Read What Happened to Lani Garver Online
Authors: Carol Plum-Ucci
They hadn't taken Lani's backpacks.
I hung up without saying good-bye.
My dad somehow talked Erdman into coming around to see me—I think by promising him a banged-up old Les Paul guitar supposedly played once in Philly by Jimmy Page. He did a therapy session with me at the hospital. A session lasts a whole hour. But if Erdman suspected I had witnessed a crime, he never said, and he seemed happy enough to exchange rapid fire with me about my parents and Suhar.
During one of Suhar's visits, I asked her point-blank, to her face, "Why didn't you like to come to Dad's apartment when I was doing chemo? Were you grossed out by me?"

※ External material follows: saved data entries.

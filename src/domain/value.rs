//! Configuration values
//!
//! A [`Value`] is one node of a configuration tree: a scalar, an ordered list of
//! values or a nested [`Partial`]. Decoded documents from every supported
//! format are converted into this representation right after parsing.

use super::errors::StrataError;
use super::partial::Partial;
use super::result::Result;
use serde::Serialize;
use std::fmt;

/// One node of a configuration tree
#[derive(Debug, Clone, PartialEq, Serialize, Default)]
#[serde(untagged)]
pub enum Value {
    /// Explicit `null` in the source document
    #[default]
    Null,
    /// Boolean scalar
    Bool(bool),
    /// Integer scalar
    Int(i64),
    /// Floating point scalar
    Float(f64),
    /// String scalar
    String(String),
    /// Ordered sequence, replaced wholesale on merge
    List(Vec<Value>),
    /// Nested tree, merged recursively
    Tree(Partial),
}

impl Value {
    /// Human readable name of the stored variant
    pub fn type_name(&self) -> &'static str {
        match self {
            Value::Null => "null",
            Value::Bool(_) => "bool",
            Value::Int(_) => "int",
            Value::Float(_) => "float",
            Value::String(_) => "string",
            Value::List(_) => "list",
            Value::Tree(_) => "partial",
        }
    }

    /// Whether this value is a nested tree
    pub fn is_tree(&self) -> bool {
        matches!(self, Value::Tree(_))
    }

    /// Borrow the nested tree, if any
    pub fn as_tree(&self) -> Option<&Partial> {
        match self {
            Value::Tree(tree) => Some(tree),
            _ => None,
        }
    }

    /// Coerce to a boolean (`true`/`false` strings are accepted)
    pub fn to_bool(&self) -> Option<bool> {
        match self {
            Value::Bool(b) => Some(*b),
            Value::String(s) => match s.to_ascii_lowercase().as_str() {
                "true" => Some(true),
                "false" => Some(false),
                _ => None,
            },
            _ => None,
        }
    }

    /// Coerce to an integer (integral floats and numeric strings are accepted)
    pub fn to_int(&self) -> Option<i64> {
        match self {
            Value::Int(i) => Some(*i),
            Value::Float(f) if f.fract() == 0.0 && f.is_finite() => {
                if *f >= i64::MIN as f64 && *f < i64::MAX as f64 {
                    Some(*f as i64)
                } else {
                    None
                }
            }
            Value::String(s) => s.trim().parse().ok(),
            _ => None,
        }
    }

    /// Coerce to a float (integers and numeric strings are accepted)
    pub fn to_float(&self) -> Option<f64> {
        match self {
            Value::Float(f) => Some(*f),
            Value::Int(i) => Some(*i as f64),
            Value::String(s) => s.trim().parse().ok(),
            _ => None,
        }
    }

    /// Coerce to a string (scalars are rendered)
    pub fn to_string_value(&self) -> Option<String> {
        match self {
            Value::String(s) => Some(s.clone()),
            Value::Bool(b) => Some(b.to_string()),
            Value::Int(i) => Some(i.to_string()),
            Value::Float(f) => Some(f.to_string()),
            _ => None,
        }
    }

    /// Clone out the list, if this is one
    pub fn to_list(&self) -> Option<Vec<Value>> {
        match self {
            Value::List(items) => Some(items.clone()),
            _ => None,
        }
    }

    /// Clone out the nested tree, if this is one
    pub fn to_partial(&self) -> Option<Partial> {
        self.as_tree().cloned()
    }
}

impl fmt::Display for Value {
    fn fmt(&self, f: &mut fmt::Formatter<'_>) -> fmt::Result {
        match self {
            Value::Null => write!(f, "null"),
            Value::Bool(b) => write!(f, "{b}"),
            Value::Int(i) => write!(f, "{i}"),
            Value::Float(x) => write!(f, "{x}"),
            Value::String(s) => write!(f, "{s}"),
            Value::List(_) | Value::Tree(_) => {
                let rendered = serde_json::to_string(self).map_err(|_| fmt::Error)?;
                write!(f, "{rendered}")
            }
        }
    }
}

impl From<bool> for Value {
    fn from(b: bool) -> Self {
        Value::Bool(b)
    }
}

impl From<i64> for Value {
    fn from(i: i64) -> Self {
        Value::Int(i)
    }
}

impl From<i32> for Value {
    fn from(i: i32) -> Self {
        Value::Int(i64::from(i))
    }
}

impl From<f64> for Value {
    fn from(x: f64) -> Self {
        Value::Float(x)
    }
}

impl From<&str> for Value {
    fn from(s: &str) -> Self {
        Value::String(s.to_string())
    }
}

impl From<String> for Value {
    fn from(s: String) -> Self {
        Value::String(s)
    }
}

impl From<Vec<Value>> for Value {
    fn from(items: Vec<Value>) -> Self {
        Value::List(items)
    }
}

impl From<Partial> for Value {
    fn from(tree: Partial) -> Self {
        Value::Tree(tree)
    }
}

impl From<serde_json::Value> for Value {
    fn from(raw: serde_json::Value) -> Self {
        match raw {
            serde_json::Value::Null => Value::Null,
            serde_json::Value::Bool(b) => Value::Bool(b),
            serde_json::Value::Number(n) => match n.as_i64() {
                Some(i) => Value::Int(i),
                None => Value::Float(n.as_f64().unwrap_or(f64::NAN)),
            },
            serde_json::Value::String(s) => Value::String(s),
            serde_json::Value::Array(items) => {
                Value::List(items.into_iter().map(Value::from).collect())
            }
            serde_json::Value::Object(map) => Value::Tree(
                map.into_iter()
                    .map(|(key, value)| (key, Value::from(value)))
                    .collect(),
            ),
        }
    }
}

impl From<toml::Value> for Value {
    fn from(raw: toml::Value) -> Self {
        match raw {
            toml::Value::String(s) => Value::String(s),
            toml::Value::Integer(i) => Value::Int(i),
            toml::Value::Float(x) => Value::Float(x),
            toml::Value::Boolean(b) => Value::Bool(b),
            toml::Value::Datetime(dt) => Value::String(dt.to_string()),
            toml::Value::Array(items) => {
                Value::List(items.into_iter().map(Value::from).collect())
            }
            toml::Value::Table(table) => Value::Tree(
                table
                    .into_iter()
                    .map(|(key, value)| (key, Value::from(value)))
                    .collect(),
            ),
        }
    }
}

impl TryFrom<serde_yaml::Value> for Value {
    type Error = StrataError;

    fn try_from(raw: serde_yaml::Value) -> Result<Self> {
        Ok(match raw {
            serde_yaml::Value::Null => Value::Null,
            serde_yaml::Value::Bool(b) => Value::Bool(b),
            serde_yaml::Value::Number(n) => match n.as_i64() {
                Some(i) => Value::Int(i),
                None => Value::Float(n.as_f64().unwrap_or(f64::NAN)),
            },
            serde_yaml::Value::String(s) => Value::String(s),
            serde_yaml::Value::Sequence(items) => Value::List(
                items
                    .into_iter()
                    .map(Value::try_from)
                    .collect::<Result<Vec<_>>>()?,
            ),
            serde_yaml::Value::Mapping(map) => {
                let mut tree = Partial::new();
                for (key, value) in map {
                    tree.insert(yaml_key(key)?, Value::try_from(value)?);
                }
                Value::Tree(tree)
            }
            serde_yaml::Value::Tagged(tagged) => Value::try_from(tagged.value)?,
        })
    }
}

// Scalar mapping keys are stringified, composite keys cannot address a path.
fn yaml_key(key: serde_yaml::Value) -> Result<String> {
    match key {
        serde_yaml::Value::String(s) => Ok(s),
        serde_yaml::Value::Bool(b) => Ok(b.to_string()),
        serde_yaml::Value::Number(n) => Ok(n.to_string()),
        serde_yaml::Value::Null => Ok("null".to_string()),
        serde_yaml::Value::Tagged(tagged) => yaml_key(tagged.value),
        other => Err(StrataError::Decode(format!(
            "YAML: unsupported mapping key {other:?}"
        ))),
    }
}

#[cfg(test)]
mod tests {
    use super::*;
    use test_case::test_case;

    #[test_case(Value::Bool(true), Some(true); "bool")]
    #[test_case(Value::from("FALSE"), Some(false); "string literal")]
    #[test_case(Value::from("yes"), None; "other string")]
    #[test_case(Value::Int(1), None; "int is not bool")]
    fn test_to_bool(value: Value, expected: Option<bool>) {
        assert_eq!(value.to_bool(), expected);
    }

    #[test_case(Value::Int(8080), Some(8080); "int")]
    #[test_case(Value::Float(3.0), Some(3); "integral float")]
    #[test_case(Value::Float(3.5), None; "fractional float")]
    #[test_case(Value::from(" 42 "), Some(42); "numeric string")]
    #[test_case(Value::from("abc"), None; "text")]
    #[test_case(Value::Null, None; "null")]
    #[test_case(Value::Float(9_223_372_036_854_775_808.0), None; "float above i64 range")]
    #[test_case(Value::Float(-9_223_372_036_854_775_808.0), Some(i64::MIN); "float at i64 min")]
    fn test_to_int(value: Value, expected: Option<i64>) {
        assert_eq!(value.to_int(), expected);
    }

    #[test_case(Value::Float(0.5), Some(0.5); "float")]
    #[test_case(Value::Int(2), Some(2.0); "int")]
    #[test_case(Value::from("1.25"), Some(1.25); "string")]
    #[test_case(Value::List(vec![]), None; "list")]
    fn test_to_float(value: Value, expected: Option<f64>) {
        assert_eq!(value.to_float(), expected);
    }

    #[test]
    fn test_to_string_value_renders_scalars() {
        assert_eq!(Value::Int(7).to_string_value().as_deref(), Some("7"));
        assert_eq!(Value::Bool(true).to_string_value().as_deref(), Some("true"));
        assert_eq!(Value::List(vec![]).to_string_value(), None);
    }

    #[test]
    fn test_from_json() {
        let raw = serde_json::json!({"a": {"b": [1, 2.5, "x", null, true]}});
        let value = Value::from(raw);
        let tree = value.as_tree().unwrap();
        let inner = tree.entry("a").and_then(Value::as_tree).unwrap();
        assert_eq!(
            inner.entry("b"),
            Some(&Value::List(vec![
                Value::Int(1),
                Value::Float(2.5),
                Value::from("x"),
                Value::Null,
                Value::Bool(true),
            ]))
        );
    }

    #[test]
    fn test_from_json_large_unsigned_becomes_float() {
        let value = Value::from(serde_json::json!(u64::MAX));
        assert!(matches!(value, Value::Float(_)));
    }

    #[test]
    fn test_from_yaml_stringifies_scalar_keys() {
        let raw: serde_yaml::Value = serde_yaml::from_str("1: one\ntrue: yes\n").unwrap();
        let value = Value::try_from(raw).unwrap();
        let tree = value.as_tree().unwrap();
        assert_eq!(tree.entry("1"), Some(&Value::from("one")));
        assert_eq!(tree.entry("true"), Some(&Value::from("yes")));
    }

    #[test]
    fn test_from_yaml_rejects_composite_keys() {
        let raw: serde_yaml::Value = serde_yaml::from_str("? [a, b]\n: value\n").unwrap();
        assert!(matches!(
            Value::try_from(raw),
            Err(StrataError::Decode(_))
        ));
    }

    #[test]
    fn test_from_toml_datetime_is_string() {
        let raw: toml::Value = toml::from_str("at = 1979-05-27T07:32:00Z").unwrap();
        let value = Value::from(raw);
        assert_eq!(
            value.as_tree().and_then(|t| t.entry("at")),
            Some(&Value::from("1979-05-27T07:32:00Z"))
        );
    }

    #[test]
    fn test_display() {
        assert_eq!(Value::from("plain").to_string(), "plain");
        assert_eq!(
            Value::List(vec![Value::Int(1), Value::Int(2)]).to_string(),
            "[1,2]"
        );
    }
}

She told me she was very afraid of death, though she couldn't figure out why—maybe just because artists are afraid of everything. She said that seeing me back then inspired her to make anonymous donations to the American Cancer Society, though talking to me to my face had been too much on her. We ended up laughing about some of the stuff my dad does, like, Why does he sing in the shower when it sounds so horrible, and how can a guitar player sing like that?
Four guys from Calcutta came Thursday afternoon—I think Erdman tipped them off that I had been hospitalized. I ended up spewing the whole story of Lani to them—except for the potential angel stuff. I don't know why I spewed, except they seemed so cool—so genuinely concerned about me, but without making a big deal of my IVs, black eye, and general shape. I figured they were the people in the universe least likely to flip out and have a seizure about my holding back from the police.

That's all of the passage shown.